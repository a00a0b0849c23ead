use std::fs;
use std::path::PathBuf;

use ttc::{rewrite_file, Config, IdentityTransformer, TableResolver};

fn scratch_dir(name: &str) -> PathBuf {
    let dir = std::env::temp_dir().join(format!("ttc-{}-{}", name, std::process::id()));
    fs::create_dir_all(&dir).expect("Failed to create scratch dir");
    dir
}

#[test]
fn test_rewrite_file_writes_generated_source() {
    let dir = scratch_dir("generate");
    let input = dir.join("PersonTests.cs");
    fs::write(
        &input,
        "[TemplatedTestClass]\nclass PersonTests_Template\n{\n    public PersonTests_Template() { }\n}\n",
    )
    .expect("Failed to write template");

    let resolver = TableResolver::mstest();
    let generated = rewrite_file(&input, None, &resolver, &IdentityTransformer, &Config::default())
        .expect("Failed to rewrite file");

    assert_eq!(generated.file_name().and_then(|n| n.to_str()), Some("PersonTests.g.cs"));
    let text = fs::read_to_string(&generated).expect("Failed to read generated file");
    assert!(text.contains("[TestClass]"));
    assert!(text.contains("class PersonTests\n"));

    fs::remove_dir_all(&dir).ok();
}

#[test]
fn test_rewrite_file_honors_output_dir() {
    let dir = scratch_dir("outdir");
    let out = dir.join("generated");
    fs::create_dir_all(&out).expect("Failed to create output dir");
    let input = dir.join("StackTests.cs");
    fs::write(&input, "class StackTests_Template { }\n").expect("Failed to write template");

    let resolver = TableResolver::mstest();
    let generated = rewrite_file(
        &input,
        Some(&out),
        &resolver,
        &IdentityTransformer,
        &Config::default(),
    )
    .expect("Failed to rewrite file");

    assert_eq!(generated, out.join("StackTests.g.cs"));

    fs::remove_dir_all(&dir).ok();
}

#[test]
fn test_generated_files_are_rejected_as_input() {
    let dir = scratch_dir("reject");
    let input = dir.join("PersonTests.g.cs");
    fs::write(&input, "class PersonTests { }\n").expect("Failed to write file");

    let resolver = TableResolver::mstest();
    let result = rewrite_file(&input, None, &resolver, &IdentityTransformer, &Config::default());
    assert!(result.is_err());

    fs::remove_dir_all(&dir).ok();
}
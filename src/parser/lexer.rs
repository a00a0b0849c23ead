use logos::Logos;
use crate::ast::Location;

/// Token types for the template surface language (a C#-flavoured subset).
///
/// Trivia (whitespace, newlines, comments) are real tokens: the parser needs
/// their text to reproduce untouched regions byte-for-byte.
#[derive(Logos, Debug, PartialEq, Clone)]
pub enum Token {
    // Keywords
    #[token("using")]
    Using,
    #[token("namespace")]
    Namespace,
    #[token("class")]
    Class,

    // Modifiers
    #[token("public")]
    Public,
    #[token("protected")]
    Protected,
    #[token("private")]
    Private,
    #[token("internal")]
    Internal,
    #[token("static")]
    Static,
    #[token("sealed")]
    Sealed,
    #[token("abstract")]
    Abstract,
    #[token("partial")]
    Partial,
    #[token("virtual")]
    Virtual,
    #[token("override")]
    Override,
    #[token("readonly")]
    Readonly,
    #[token("async")]
    Async,
    #[token("extern")]
    Extern,
    #[token("unsafe")]
    Unsafe,

    // Statement-continuation keywords (needed by the statement scanner)
    #[token("else")]
    Else,
    #[token("catch")]
    Catch,
    #[token("finally")]
    Finally,
    #[token("do")]
    Do,
    #[token("while")]
    While,

    // Identifiers and literals
    #[regex(r"[A-Za-z_][A-Za-z0-9_]*")]
    Identifier,
    #[regex(r"[0-9][0-9A-Za-z_]*")]
    Number,
    #[regex(r#""([^"\\\n]|\\.)*""#)]
    StringLiteral,
    #[regex(r#"@"([^"]|"")*""#)]
    VerbatimStringLiteral,
    #[regex(r"'([^'\\\n]|\\.)'")]
    CharLiteral,

    // Punctuation
    #[token("{")]
    LeftBrace,
    #[token("}")]
    RightBrace,
    #[token("(")]
    LeftParen,
    #[token(")")]
    RightParen,
    #[token("[")]
    LeftBracket,
    #[token("]")]
    RightBracket,
    #[token(";")]
    Semicolon,
    #[token(",")]
    Comma,
    #[token(".")]
    Dot,

    // Any other single operator character
    #[regex(r"[!#$%&*+\-/:<=>?@^|~`\\]")]
    Operator,

    // Trivia
    #[regex(r"[ \t]+")]
    Whitespace,
    #[regex(r"\r?\n|\r")]
    Newline,
    #[regex(r"//[^\n]*")]
    LineComment,
    #[regex(r"/\*[^*]*\*+([^*/][^*]*\*+)*/")]
    BlockComment,
    #[regex(r"\u{FEFF}")]
    Bom,
}

impl Token {
    /// Trivia tokens carry no syntax and are preserved as text
    pub fn is_trivia(&self) -> bool {
        matches!(
            self,
            Token::Whitespace | Token::Newline | Token::LineComment | Token::BlockComment | Token::Bom
        )
    }

    /// Modifier keywords that may precede a declaration
    pub fn is_modifier(&self) -> bool {
        matches!(
            self,
            Token::Public
                | Token::Protected
                | Token::Private
                | Token::Internal
                | Token::Static
                | Token::Sealed
                | Token::Abstract
                | Token::Partial
                | Token::Virtual
                | Token::Override
                | Token::Readonly
                | Token::Async
                | Token::Extern
                | Token::Unsafe
        )
    }
}

/// Lexical token with location information
#[derive(Debug, Clone)]
pub struct LexicalToken {
    pub token: Token,
    pub lexeme: String,
    pub location: Location,
}

impl LexicalToken {
    pub fn new(token: Token, lexeme: String, location: Location) -> Self {
        Self { token, lexeme, location }
    }

    /// Byte offset of the first character
    pub fn start(&self) -> usize {
        self.location.offset
    }

    /// Byte offset just past the last character
    pub fn end(&self) -> usize {
        self.location.offset + self.lexeme.len()
    }

    /// Check if this token matches the given token type
    pub fn is(&self, token_type: &Token) -> bool {
        std::mem::discriminant(&self.token) == std::mem::discriminant(token_type)
    }
}

/// Lexer for template source
pub struct Lexer<'a> {
    lexer: logos::Lexer<'a, Token>,
    current_line: usize,
    current_column: usize,
    current_offset: usize,
}

impl<'a> Lexer<'a> {
    pub fn new(source: &'a str) -> Self {
        Self {
            lexer: Token::lexer(source),
            current_line: 1,
            current_column: 1,
            current_offset: 0,
        }
    }

    /// Get the next token
    pub fn next_token(&mut self) -> Option<Result<LexicalToken, String>> {
        let token = self.lexer.next()?;

        match token {
            Ok(token) => {
                let lexeme = self.lexer.slice().to_string();
                let location = Location::new(
                    self.current_line,
                    self.current_column,
                    self.current_offset,
                );

                self.update_position(&lexeme);

                Some(Ok(LexicalToken::new(token, lexeme, location)))
            }
            Err(_) => Some(Err(format!(
                "unrecognized character at {}:{}",
                self.current_line, self.current_column
            ))),
        }
    }

    /// Update the current position based on the lexeme
    fn update_position(&mut self, lexeme: &str) {
        for ch in lexeme.chars() {
            match ch {
                '\n' => {
                    self.current_line += 1;
                    self.current_column = 1;
                }
                '\r' => {}
                _ => {
                    self.current_column += 1;
                }
            }
            self.current_offset += ch.len_utf8();
        }
    }

    /// Get all tokens from the source, trivia included
    pub fn tokenize(mut self) -> Result<Vec<LexicalToken>, String> {
        let mut tokens = Vec::new();

        while let Some(result) = self.next_token() {
            tokens.push(result?);
        }

        Ok(tokens)
    }
}

impl<'a> Iterator for Lexer<'a> {
    type Item = Result<LexicalToken, String>;

    fn next(&mut self) -> Option<Self::Item> {
        self.next_token()
    }
}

[What is needed]: In the listing above, the lines from the one containing "self.current_offset += ch.len_utf8();" through the one containing "let mut tokens = Vec::new();" must be set down exactly, with no other lines.

[Reply to the exercise]:
            self.current_offset += ch.len_utf8();
        }
    }

    /// Get all tokens from the source, trivia included
    pub fn tokenize(mut self) -> Result<Vec<LexicalToken>, String> {
        let mut tokens = Vec::new();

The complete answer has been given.